Source records:
—————

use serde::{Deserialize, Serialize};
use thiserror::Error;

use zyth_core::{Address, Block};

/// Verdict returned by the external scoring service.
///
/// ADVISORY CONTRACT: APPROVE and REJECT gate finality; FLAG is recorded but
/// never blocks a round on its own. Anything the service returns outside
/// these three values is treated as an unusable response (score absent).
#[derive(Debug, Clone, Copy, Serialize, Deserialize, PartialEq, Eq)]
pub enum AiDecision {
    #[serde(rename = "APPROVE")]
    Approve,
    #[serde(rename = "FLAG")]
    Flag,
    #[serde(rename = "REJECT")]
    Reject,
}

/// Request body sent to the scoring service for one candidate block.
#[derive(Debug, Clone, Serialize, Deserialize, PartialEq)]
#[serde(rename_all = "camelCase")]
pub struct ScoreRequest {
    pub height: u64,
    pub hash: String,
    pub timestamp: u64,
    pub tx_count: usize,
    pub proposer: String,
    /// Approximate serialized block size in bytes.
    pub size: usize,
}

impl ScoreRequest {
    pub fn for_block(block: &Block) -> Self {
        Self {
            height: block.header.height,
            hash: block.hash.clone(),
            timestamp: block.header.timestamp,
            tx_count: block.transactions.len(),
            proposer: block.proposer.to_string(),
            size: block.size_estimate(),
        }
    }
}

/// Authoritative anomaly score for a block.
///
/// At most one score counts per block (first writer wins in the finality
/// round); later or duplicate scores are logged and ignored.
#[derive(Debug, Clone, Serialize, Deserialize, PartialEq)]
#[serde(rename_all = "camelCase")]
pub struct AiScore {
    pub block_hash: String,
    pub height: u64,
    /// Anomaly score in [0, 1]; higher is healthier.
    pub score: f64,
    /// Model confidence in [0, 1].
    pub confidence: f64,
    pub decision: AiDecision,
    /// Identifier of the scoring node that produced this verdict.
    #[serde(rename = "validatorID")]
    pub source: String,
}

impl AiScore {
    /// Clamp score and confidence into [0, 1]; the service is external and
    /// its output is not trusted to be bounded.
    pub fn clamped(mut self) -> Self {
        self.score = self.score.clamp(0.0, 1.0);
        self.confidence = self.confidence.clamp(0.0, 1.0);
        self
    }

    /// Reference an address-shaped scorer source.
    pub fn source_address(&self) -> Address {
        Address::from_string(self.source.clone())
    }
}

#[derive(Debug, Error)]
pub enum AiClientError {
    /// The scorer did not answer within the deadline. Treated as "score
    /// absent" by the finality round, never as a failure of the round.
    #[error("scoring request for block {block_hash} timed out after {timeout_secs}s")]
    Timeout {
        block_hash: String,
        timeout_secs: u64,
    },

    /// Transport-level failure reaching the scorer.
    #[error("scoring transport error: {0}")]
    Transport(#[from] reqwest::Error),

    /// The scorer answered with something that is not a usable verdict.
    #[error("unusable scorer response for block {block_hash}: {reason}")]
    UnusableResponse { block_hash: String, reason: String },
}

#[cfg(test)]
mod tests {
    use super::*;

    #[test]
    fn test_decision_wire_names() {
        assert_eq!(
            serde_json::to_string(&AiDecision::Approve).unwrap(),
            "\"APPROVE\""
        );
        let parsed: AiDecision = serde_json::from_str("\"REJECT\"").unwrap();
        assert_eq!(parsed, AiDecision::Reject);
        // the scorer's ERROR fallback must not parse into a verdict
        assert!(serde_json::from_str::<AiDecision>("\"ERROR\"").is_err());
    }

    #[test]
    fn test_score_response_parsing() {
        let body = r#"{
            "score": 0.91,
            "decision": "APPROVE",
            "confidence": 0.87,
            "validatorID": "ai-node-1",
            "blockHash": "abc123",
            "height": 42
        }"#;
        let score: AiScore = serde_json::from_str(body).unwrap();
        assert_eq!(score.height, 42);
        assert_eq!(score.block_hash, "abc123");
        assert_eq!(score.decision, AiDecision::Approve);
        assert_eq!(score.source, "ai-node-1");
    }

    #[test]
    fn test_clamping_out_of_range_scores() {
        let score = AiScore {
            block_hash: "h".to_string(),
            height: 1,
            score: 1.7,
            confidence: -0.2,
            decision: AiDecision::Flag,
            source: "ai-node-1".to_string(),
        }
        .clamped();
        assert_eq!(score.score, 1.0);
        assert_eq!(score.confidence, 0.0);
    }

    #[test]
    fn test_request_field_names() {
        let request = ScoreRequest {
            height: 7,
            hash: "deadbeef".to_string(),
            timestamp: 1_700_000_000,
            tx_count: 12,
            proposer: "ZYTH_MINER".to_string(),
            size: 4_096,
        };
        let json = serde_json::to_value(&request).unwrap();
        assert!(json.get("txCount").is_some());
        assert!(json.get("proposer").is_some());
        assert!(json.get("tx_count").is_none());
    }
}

—————

Exercise instructions: Above are the entries; repeat their lines exactly, from the first through the one that contains "pub enum AiDecision".

Answer for the task:
use serde::{Deserialize, Serialize};
use thiserror::Error;

use zyth_core::{Address, Block};

/// Verdict returned by the external scoring service.
///
/// ADVISORY CONTRACT: APPROVE and REJECT gate finality; FLAG is recorded but
/// never blocks a round on its own. Anything the service returns outside
/// these three values is treated as an unusable response (score absent).
#[derive(Debug, Clone, Copy, Serialize, Deserialize, PartialEq, Eq)]
pub enum AiDecision {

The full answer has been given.